With somewhat limited visibility, I did not observe natural avalanches in the southern Boulders or Smokys near Prairie Ck. A weak layer of snow buried 1.5 to 2' deep was concerning particularly on wind-loaded slopes.
Light wind from the W and NW. 15 cm of low-density snow available for transport, more than that with strong wind. Very light snowfall during daylight hours with no real accumulation.
# | Date | Location | Size | Type | Bed Sfc | Depth | Trigger | Comments | Photo |
---|---|---|---|---|---|---|---|---|---|
1 |
Griffin Butte NE 7,400 |
D1.5 | SS | N-Natural |
Rain line, New/Old, Surface Obs: There was ~15 cm of low density (F-) snow over 20-30 cm of heavier (4F) snow. The new/old interface was a rain crust below about 7,300' that disappeared by 7,500'. Above that it was a stout 3 cm melt-freeze crust (sunnier slopes) or rounded grains (shaded slopes), or something on a continuum between the two. It did not produce any concerning results and was well-bonded where I dug.
ESE @ 8,700', HS = 135 cm, HST = 53 cm: This pit was in a mostly sheltered small clearing."12/19" dn 53 cm produced ECTP 7, 11 under a faceting, brittle rain crust. (See photos). "12/8" was detectable as a half-step hardness change and subtly more faceted but produced ECTX. "11/27" was rough, moist and 4F+. It produced ECTX and CPST28/100 end.

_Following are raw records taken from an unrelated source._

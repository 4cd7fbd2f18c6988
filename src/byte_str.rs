/*
 *
 * Copyright 2025 Crossbar authors.
 *
 * Licensed under the Apache License, Version 2.0 (the "License");
 * you may not use this file except in compliance with the License.
 * You may obtain a copy of the License at
 *
 *     http://www.apache.org/licenses/LICENSE-2.0
 *
 * Unless required by applicable law or agreed to in writing, software
 * distributed under the License is distributed on an "AS IS" BASIS,
 * WITHOUT WARRANTIES OR CONDITIONS OF ANY KIND, either express or implied.
 * See the License for the specific language governing permissions and
 * limitations under the License.
 *
 */

use core::str;
use std::fmt;
use std::ops::Deref;

use bytes::Bytes;

/// A cheaply cloneable, immutable UTF-8 string.  Addresses and other
/// frequently copied identifiers use this to avoid reallocating on every
/// clone.
#[derive(Debug, Default, Clone, Eq, PartialEq, Ord, PartialOrd, Hash)]
pub struct ByteStr {
    // Invariant: bytes contains valid UTF-8.
    bytes: Bytes,
}

impl ByteStr {
    pub const fn from_static(s: &'static str) -> Self {
        Self {
            bytes: Bytes::from_static(s.as_bytes()),
        }
    }

    pub fn as_str(&self) -> &str {
        self
    }
}

impl Deref for ByteStr {
    type Target = str;

    #[inline]
    fn deref(&self) -> &str {
        // The invariant on bytes makes this infallible.
        str::from_utf8(self.bytes.as_ref()).unwrap()
    }
}

impl From<String> for ByteStr {
    #[inline]
    fn from(src: String) -> ByteStr {
        ByteStr {
            bytes: Bytes::from(src),
        }
    }
}

impl From<&str> for ByteStr {
    #[inline]
    fn from(src: &str) -> ByteStr {
        src.to_string().into()
    }
}

impl fmt::Display for ByteStr {
    fn fmt(&self, f: &mut fmt::Formatter<'_>) -> fmt::Result {
        f.write_str(self)
    }
}
/*
 *
 * Copyright 2025 Crossbar authors.
 *
 * Licensed under the Apache License, Version 2.0 (the "License");
 * you may not use this file except in compliance with the License.
 * You may obtain a copy of the License at
 *
 *     http://www.apache.org/licenses/LICENSE-2.0
 *
 * Unless required by applicable law or agreed to in writing, software
 * distributed under the License is distributed on an "AS IS" BASIS,
 * WITHOUT WARRANTIES OR CONDITIONS OF ANY KIND, either express or implied.
 * See the License for the specific language governing permissions and
 * limitations under the License.
 *
 */

//! Fakes for exercising LB policies without a real channel: an event-channel
//! backed controller, work scheduler, and subchannel.

use std::fmt::{Debug, Display};
use std::sync::{Arc, Mutex};

use tokio::sync::mpsc;

use crate::client::channel::TraceSeverity;
use crate::client::load_balancing::{
    ChannelController, DataWatcher, LbState, Subchannel, WorkScheduler,
};
use crate::client::name_resolution::{Address, Target};
use crate::service::{Request, Service};

pub(crate) fn new_request() -> Request {
    crate::service::empty_request()
}

pub(crate) enum TestEvent {
    NewSubchannel(Address, Arc<dyn Subchannel>),
    UpdatePicker(LbState),
    RequestResolution,
    Connect(Address),
    ScheduleWork,
}

impl Debug for TestEvent {
    fn fmt(&self, f: &mut std::fmt::Formatter<'_>) -> std::fmt::Result {
        match self {
            Self::NewSubchannel(addr, _) => write!(f, "NewSubchannel({addr})"),
            Self::UpdatePicker(state) => write!(f, "UpdatePicker({})", state.connectivity_state),
            Self::RequestResolution => write!(f, "RequestResolution"),
            Self::Connect(addr) => write!(f, "Connect({addr})"),
            Self::ScheduleWork => write!(f, "ScheduleWork"),
        }
    }
}

impl Display for TestEvent {
    fn fmt(&self, f: &mut std::fmt::Formatter<'_>) -> std::fmt::Result {
        write!(f, "{self:?}")
    }
}

/// A test subchannel that forwards connect calls to an event channel, so
/// tests can verify when a policy asks a subchannel to connect.
pub(crate) struct TestSubchannel {
    address: Address,
    tx_events: mpsc::UnboundedSender<TestEvent>,
    connected: Mutex<Option<Arc<dyn Service>>>,
}

impl TestSubchannel {
    pub(crate) fn new(address: Address, tx_events: mpsc::UnboundedSender<TestEvent>) -> Self {
        Self {
            address,
            tx_events,
            connected: Mutex::new(None),
        }
    }
}

impl Subchannel for TestSubchannel {
    fn address(&self) -> Address {
        self.address.clone()
    }

    fn connect(&self) {
        self.tx_events
            .send(TestEvent::Connect(self.address.clone()))
            .unwrap();
    }

    fn reset_backoff(&self) {}

    fn add_data_watcher(&self, _watcher: Arc<dyn DataWatcher>) {}

    fn cancel_data_watcher(&self, _watcher: &Arc<dyn DataWatcher>) {}

    fn connected_service(&self) -> Option<Arc<dyn Service>> {
        self.connected.lock().unwrap().clone()
    }
}

impl Display for TestSubchannel {
    fn fmt(&self, f: &mut std::fmt::Formatter<'_>) -> std::fmt::Result {
        write!(f, "{}", self.address)
    }
}

impl Debug for TestSubchannel {
    fn fmt(&self, f: &mut std::fmt::Formatter<'_>) -> std::fmt::Result {
        write!(f, "{}", self.address)
    }
}

/// A test channel controller that reports everything a policy does on an
/// event channel.
pub(crate) struct TestChannelController {
    pub(crate) tx_events: mpsc::UnboundedSender<TestEvent>,
    pub(crate) target: Target,
    pub(crate) authority: String,
}

impl TestChannelController {
    pub(crate) fn new(tx_events: mpsc::UnboundedSender<TestEvent>) -> Self {
        Self {
            tx_events,
            target: Target::parse("test:///service").unwrap(),
            authority: "service".to_string(),
        }
    }
}

impl ChannelController for TestChannelController {
    fn new_subchannel(&mut self, address: &Address) -> Arc<dyn Subchannel> {
        let subchannel: Arc<dyn Subchannel> = Arc::new(TestSubchannel::new(
            address.clone(),
            self.tx_events.clone(),
        ));
        self.tx_events
            .send(TestEvent::NewSubchannel(address.clone(), subchannel.clone()))
            .unwrap();
        subchannel
    }

    fn update_picker(&mut self, update: LbState) {
        self.tx_events.send(TestEvent::UpdatePicker(update)).unwrap();
    }

    fn request_resolution(&mut self) {
        self.tx_events.send(TestEvent::RequestResolution).unwrap();
    }

    fn add_trace_event(&mut self, _severity: TraceSeverity, _message: String) {}

    fn target(&self) -> &Target {
        &self.target
    }

    fn authority(&self) -> &str {
        &self.authority
    }
}

pub(crate) struct TestWorkScheduler {
    pub(crate) tx_events: mpsc::UnboundedSender<TestEvent>,
}

impl WorkScheduler for TestWorkScheduler {
    fn schedule_work(&self) {
        self.tx_events.send(TestEvent::ScheduleWork).unwrap();
    }
}
/*
 *
 * Copyright 2025 Crossbar authors.
 *
 * Licensed under the Apache License, Version 2.0 (the "License");
 * you may not use this file except in compliance with the License.
 * You may obtain a copy of the License at
 *
 *     http://www.apache.org/licenses/LICENSE-2.0
 *
 * Unless required by applicable law or agreed to in writing, software
 * distributed under the License is distributed on an "AS IS" BASIS,
 * WITHOUT WARRANTIES OR CONDITIONS OF ANY KIND, either express or implied.
 * See the License for the specific language governing permissions and
 * limitations under the License.
 *
 */

use std::any::Any;
use std::sync::Arc;
use std::time::Duration;

use serde::Deserialize;

use crate::byte_str::ByteStr;

/// An in-memory representation of a service config, usually provided to the
/// channel as a JSON object by the name resolver.
///
/// Only the portions the dispatch core consumes are modeled: the ordered LB
/// policy candidate list, the deprecated top-level policy name, and
/// per-method parameters.  The raw JSON is retained verbatim; the channel
/// compares it byte-for-byte to detect config changes and reports it through
/// channel info.
#[derive(Debug, Default, Clone)]
pub struct ServiceConfig {
    raw_json: ByteStr,
    lb_configs: Vec<LbPolicyCandidate>,
    lb_policy_name: Option<String>,
    method_configs: Vec<MethodConfigEntry>,
}

/// One entry of the `loadBalancingConfig` list: a policy name and its
/// not-yet-parsed JSON configuration.
#[derive(Debug, Clone)]
pub(crate) struct LbPolicyCandidate {
    pub(crate) name: String,
    pub(crate) config: serde_json::Value,
}

/// Per-method parameters from the service config.
#[derive(Debug, Default, Clone)]
pub struct MethodConfig {
    /// Default for calls that did not set the option explicitly.
    pub wait_for_ready: Option<bool>,
    /// Maximum duration for matching calls.  Only ever shortens the deadline
    /// the application supplied.
    pub timeout: Option<Duration>,
}

#[derive(Debug, Clone)]
struct MethodConfigEntry {
    // (service, method) pairs; an empty method matches all methods of the
    // service, and an empty service makes the entry the channel default.
    names: Vec<(String, String)>,
    config: MethodConfig,
}

#[derive(Deserialize, Default)]
#[serde(rename_all = "camelCase", default)]
struct RawServiceConfig {
    load_balancing_config: Vec<serde_json::Map<String, serde_json::Value>>,
    load_balancing_policy: Option<String>,
    method_config: Vec<RawMethodConfig>,
}

#[derive(Deserialize, Default)]
#[serde(rename_all = "camelCase", default)]
struct RawMethodConfig {
    name: Vec<RawMethodName>,
    wait_for_ready: Option<bool>,
    timeout: Option<String>,
}

#[derive(Deserialize, Default)]
#[serde(default)]
struct RawMethodName {
    service: String,
    method: String,
}

impl ServiceConfig {
    /// Parses a JSON service config.  Unknown fields are ignored.
    pub fn from_json(json: &str) -> Result<Self, String> {
        let raw: RawServiceConfig =
            serde_json::from_str(json).map_err(|err| format!("invalid service config: {err}"))?;

        let mut lb_configs = Vec::new();
        for entry in raw.load_balancing_config {
            if entry.len() != 1 {
                return Err(format!(
                    "loadBalancingConfig entries must contain exactly one policy, found {}",
                    entry.len()
                ));
            }
            let (name, config) = entry.into_iter().next().unwrap();
            lb_configs.push(LbPolicyCandidate { name, config });
        }

        let mut method_configs = Vec::new();
        for raw_mc in raw.method_config {
            let timeout = raw_mc.timeout.map(|t| parse_duration(&t)).transpose()?;
            method_configs.push(MethodConfigEntry {
                names: raw_mc
                    .name
                    .into_iter()
                    .map(|n| (n.service, n.method))
                    .collect(),
                config: MethodConfig {
                    wait_for_ready: raw_mc.wait_for_ready,
                    timeout,
                },
            });
        }

        Ok(Self {
            raw_json: json.to_string().into(),
            lb_configs,
            lb_policy_name: raw.load_balancing_policy,
            method_configs,
        })
    }

    /// The JSON string this config was parsed from, or the empty string for a
    /// config constructed as a default.
    pub fn raw_json(&self) -> &str {
        &self.raw_json
    }

    pub(crate) fn lb_candidates(&self) -> &[LbPolicyCandidate] {
        &self.lb_configs
    }

    pub(crate) fn lb_policy_name(&self) -> Option<&str> {
        self.lb_policy_name.as_deref()
    }

    /// Looks up the method config for a call path of the form
    /// `/service/method`.  Prefers an exact service/method match, then a
    /// service-wide entry, then a default (empty-name) entry.
    pub fn method_config(&self, path: &str) -> Option<&MethodConfig> {
        let (service, method) = split_path(path);
        let mut service_wide = None;
        let mut default = None;
        for entry in &self.method_configs {
            for (s, m) in &entry.names {
                if s == service && m == method {
                    return Some(&entry.config);
                }
                if s == service && m.is_empty() {
                    service_wide.get_or_insert(&entry.config);
                }
                if s.is_empty() && m.is_empty() {
                    default.get_or_insert(&entry.config);
                }
            }
        }
        service_wide.or(default)
    }
}

// Splits "/service/method" into its parts; missing pieces are empty.
fn split_path(path: &str) -> (&str, &str) {
    let path = path.strip_prefix('/').unwrap_or(path);
    match path.split_once('/') {
        Some((service, method)) => (service, method),
        None => (path, ""),
    }
}

fn parse_duration(s: &str) -> Result<Duration, String> {
    let secs = s
        .strip_suffix('s')
        .ok_or_else(|| format!("invalid duration {s:?}: missing 's' suffix"))?;
    let secs: f64 = secs.parse().map_err(|_| format!("invalid duration {s:?}"))?;
    if !secs.is_finite() || secs < 0.0 {
        return Err(format!("invalid duration {s:?}"));
    }
    Ok(Duration::from_secs_f64(secs))
}

/// A convenience wrapper for an LB policy's configuration object.
#[derive(Debug, Clone)]
pub struct LbConfig {
    config: Arc<dyn Any + Send + Sync>,
}

impl LbConfig {
    /// Creates a new LbConfig wrapper containing the provided config.
    pub fn new(config: impl Any + Send + Sync) -> Self {
        LbConfig {
            config: Arc::new(config),
        }
    }

    /// Extracts the LB policy's configuration object.
    pub fn convert_to<T: 'static + Send + Sync>(&self) -> Option<Arc<T>> {
        self.config.clone().downcast::<T>().ok()
    }
}

#[cfg(test)]
mod test {
    use std::time::Duration;

    use super::ServiceConfig;

    #[test]
    fn parse_lb_and_method_config() {
        let json = r#"{
            "loadBalancingConfig": [{"pick_first": {"shuffleAddressList": true}}],
            "methodConfig": [
                {
                    "name": [{"service": "echo.Echo", "method": "UnaryEcho"}],
                    "waitForReady": true,
                    "timeout": "1.5s"
                },
                {
                    "name": [{"service": "echo.Echo"}],
                    "timeout": "10s"
                },
                {
                    "name": [{}],
                    "waitForReady": false
                }
            ]
        }"#;
        let config = ServiceConfig::from_json(json).unwrap();
        assert_eq!(config.lb_candidates().len(), 1);
        assert_eq!(config.lb_candidates()[0].name, "pick_first");
        assert_eq!(config.raw_json(), json);

        let mc = config.method_config("/echo.Echo/UnaryEcho").unwrap();
        assert_eq!(mc.wait_for_ready, Some(true));
        assert_eq!(mc.timeout, Some(Duration::from_millis(1500)));

        let mc = config.method_config("/echo.Echo/Other").unwrap();
        assert_eq!(mc.wait_for_ready, None);
        assert_eq!(mc.timeout, Some(Duration::from_secs(10)));

        let mc = config.method_config("/other.Service/Method").unwrap();
        assert_eq!(mc.wait_for_ready, Some(false));
        assert_eq!(mc.timeout, None);
    }

    #[test]
    fn parse_deprecated_policy_name() {
        let config = ServiceConfig::from_json(r#"{"loadBalancingPolicy": "pick_first"}"#).unwrap();
        assert_eq!(config.lb_policy_name(), Some("pick_first"));
        assert!(config.lb_candidates().is_empty());
    }

    #[test]
    fn parse_rejects_malformed_input() {
        assert!(ServiceConfig::from_json("not json").is_err());
        assert!(ServiceConfig::from_json(
            r#"{"loadBalancingConfig": [{"a": {}, "b": {}}]}"#
        )
        .is_err());
        assert!(
            ServiceConfig::from_json(r#"{"methodConfig": [{"timeout": "5"}]}"#).is_err()
        );
    }
}
//! Boundary to the external text-generation engine

use std::path::{Path, PathBuf};

use crate::error::Result;

/// File-retrieval strategy handed to the engine so any extra file it needs
/// during initialization reuses the session's cache, validation, and
/// cancellation behavior instead of re-downloading.
#[allow(async_fn_in_trait)]
pub trait AssetSource {
    async fn fetch(&self, url: &str) -> Result<PathBuf>;
}

/// Everything the engine needs to bring a model up.
pub struct EngineInit<'a, F: AssetSource> {
    /// Remote model identifier, e.g. `org/tiny`
    pub model_id: &'a str,
    /// Local directory holding the acquired files
    pub local_dir: &'a Path,
    /// Asset path template from the preset, joined with the variant file
    pub asset_path: &'a str,
    /// Engine options forwarded verbatim from the preset
    pub options: &'a serde_json::Map<String, serde_json::Value>,
    pub fetcher: &'a F,
}

/// The external inference engine. The core guarantees the required files
/// exist under `local_dir` before calling `init`; a non-error return means
/// the model is ready for inference. The engine's internals are not this
/// crate's concern.
#[allow(async_fn_in_trait)]
pub trait TextGenerationEngine {
    async fn init<F: AssetSource>(&mut self, init: EngineInit<'_, F>) -> Result<()>;

    /// Run generation on an initialized model and return the raw output.
    async fn generate(&mut self, prompt: &str) -> Result<String>;
}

Problem | Location | Distribution | Sensitivity | Size | Comments |
---|---|---|---|---|---|
Persistent Slab |
|
Layer Depth/Date: 35-50 cm, 12/19 Weak Layer(s): Dec 19, 2022 (FC) Comments: I suspect 12/8 would also be on my radar had I traveled on more shaded aspects. Seems most likely to be triggered where a fresh wind slab rests near the surface. That said, Scott was getting ECTPs on this layer prior to the storm. |
"11/27" is buried more than a meter in this region beneath a 1F+ slab and is somewhere between stubborn and unlikely to trigger.
I felt comfortable on short, supported, steeper slopes without an obvious recent wind-load. I avoided wind-loaded terrain. Steep W-N-E still give me the most hesitation due to a higher number of better developed weak layers.